Southwest Airlines (NYSE: LUV) today reported first quarter 2010 net income of $11 million, or $.01 per diluted share, compared to a net loss of $91 million, or $.12 loss per diluted share, for first quarter 2009. First quarter 2010 results included special items (net of taxes) of $13 million, related to non-cash, mark-to-market, and other items associated with a portion of the Company’s fuel hedge portfolio. Excluding special items for both periods, first quarter 2010 net income was $24 million, or $.03 per diluted share, compared to a net loss of $20 million, or $.03 loss per diluted share, in first quarter 2009. The first quarter 2010 net income per diluted share, excluding special items, is in line with Thomson’s First Call mean estimate of $.03 net income per diluted share.
Gary C. Kelly, CEO, stated: "We are extremely pleased to report a profitable start to the year, especially in this challenging economic environment exacerbated by persistently high energy costs. As the quarter progressed, we began to see modest improvement in demand for business travel, as measured by the increase in full-fare traffic. Overall demand for our Low Fares and high quality Customer Service remained strong, resulting in a record first quarter performance for load factor, passenger yield, and passenger revenues. Furthermore, first quarter 2010 operating unit revenues, and the corresponding 19.3 percent year-over-year increase, represent all-time quarterly records. To achieve this revenue performance in, seasonally, the weakest quarter, is notable. To do so in a recovering economic environment is truly remarkable. Thus far, strong load factor and yield trends have continued in April and, assuming trends continue, we expect another significant year-over-year unit revenue gain in second quarter 2010.
"Our network optimization and revenue management efforts continue to contribute significantly to this industry-leading revenue performance. Efforts to enhance our already exceptional Brand and Customer Experience also have contributed. We were recently recognized by Business Week in its fourth annual listing of Customer Service Champs. As the only domestic airline to receive an award, the publication attributed our Bags Fly Free policy and proactive Customer Service as the primary reasons for our recognition."
As anticipated, first quarter 2010 economic fuel costs increased 33 percent year-over-year to $2.34 per gallon, which included approximately $44 million in unfavorable cash settlements from derivative contracts. For the remainder of 2010, including second quarter, Southwest currently has derivative contracts in place for approximately 65 percent of estimated fuel consumption at crude-equivalent prices up to approximately $100 per barrel; approximately 40 percent if market prices settle in the $100 to $120 per barrel range; and approximately 60 percent if market prices exceed $120 per barrel. Based on the current 2010 fuel hedge portfolio and market prices (as of April 20, 2010), the Company estimates economic fuel costs, including fuel taxes, for second quarter will be in the $2.40 to $2.45 per gallon range. Beyond 2010, the Company has derivative contracts in place for over 60 percent of its estimated 2011 fuel consumption; approximately 50 percent for 2012; approximately 25 percent for 2013, and a modest position for 2014.

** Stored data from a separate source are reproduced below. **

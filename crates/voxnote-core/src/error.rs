//! Error taxonomy shared across the crate.

use std::fmt;

use thiserror::Error;

/// Which half of the external provider call failed.
#[derive(Debug, Clone, Copy, PartialEq, Eq)]
pub enum ProviderStage {
    Transcription,
    Enrichment,
}

impl fmt::Display for ProviderStage {
    fn fmt(&self, f: &mut fmt::Formatter<'_>) -> fmt::Result {
        match self {
            ProviderStage::Transcription => write!(f, "transcription"),
            ProviderStage::Enrichment => write!(f, "enrichment"),
        }
    }
}

/// Failures surfaced by the core components.
///
/// `ResourceUnavailable` covers microphone acquisition and capture
/// finalization; `Provider` carries the stage that failed so callers can
/// distinguish a bad upload from a bad completion.
#[derive(Debug, Error)]
pub enum CoreError {
    #[error("audio capture unavailable: {0}")]
    ResourceUnavailable(String),

    #[error("{stage} stage failed: {message}")]
    Provider {
        stage: ProviderStage,
        message: String,
    },

    #[error("persistence failure: {0}")]
    Persistence(String),

    #[error("no history entry with id '{0}'")]
    NotFound(String),

    #[error("invalid request: {0}")]
    Validation(String),
}

impl CoreError {
    pub fn provider(stage: ProviderStage, message: impl fmt::Display) -> Self {
        CoreError::Provider {
            stage,
            message: message.to_string(),
        }
    }

    pub fn persistence(message: impl fmt::Display) -> Self {
        CoreError::Persistence(message.to_string())
    }
}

Excluding fuel, first quarter 2010 unit costs increased 9.8 percent from the same period a year ago, largely due to a 6.4 percent decline in first quarter year-over-year available seat miles (capacity). Based on current cost trends and flat year-over-year capacity, the Company anticipates second quarter 2010 unit costs, excluding fuel, will exceed second quarter 2009’s 6.91 cents.
"As part of our continual efforts to adapt to dramatically higher energy prices, we remain focused on improving productivity to combat cost pressures, with a three percent reduction in headcount per aircraft over first quarter last year," stated Kelly. "We anticipate year-over-year nonfuel cost pressures will be more in the first half of 2010, but should ebb, somewhat, in the second half of the year with modest capacity additions.
"We have made great progress on numerous strategic revenue initiatives, and work continues on enhancements to our frequent flyer, southwest.com, and revenue management systems. Although we announced last week that we are terminating our Canadian codeshare agreement with WestJet, our efforts continue uninterrupted to enable international connecting itineraries to Mexico with Volaris.
"Operationally, our People continued to deliver outstanding levels of Customer Service, despite severe weather resulting in significant cancellations during first quarter 2010. I am very grateful to all of our 35,000 hard-working and resilient Employees for their tremendous efforts. It is because of their unwavering Warrior Spirits that Southwest Airlines continues to lead the industry and be recognized for excellence."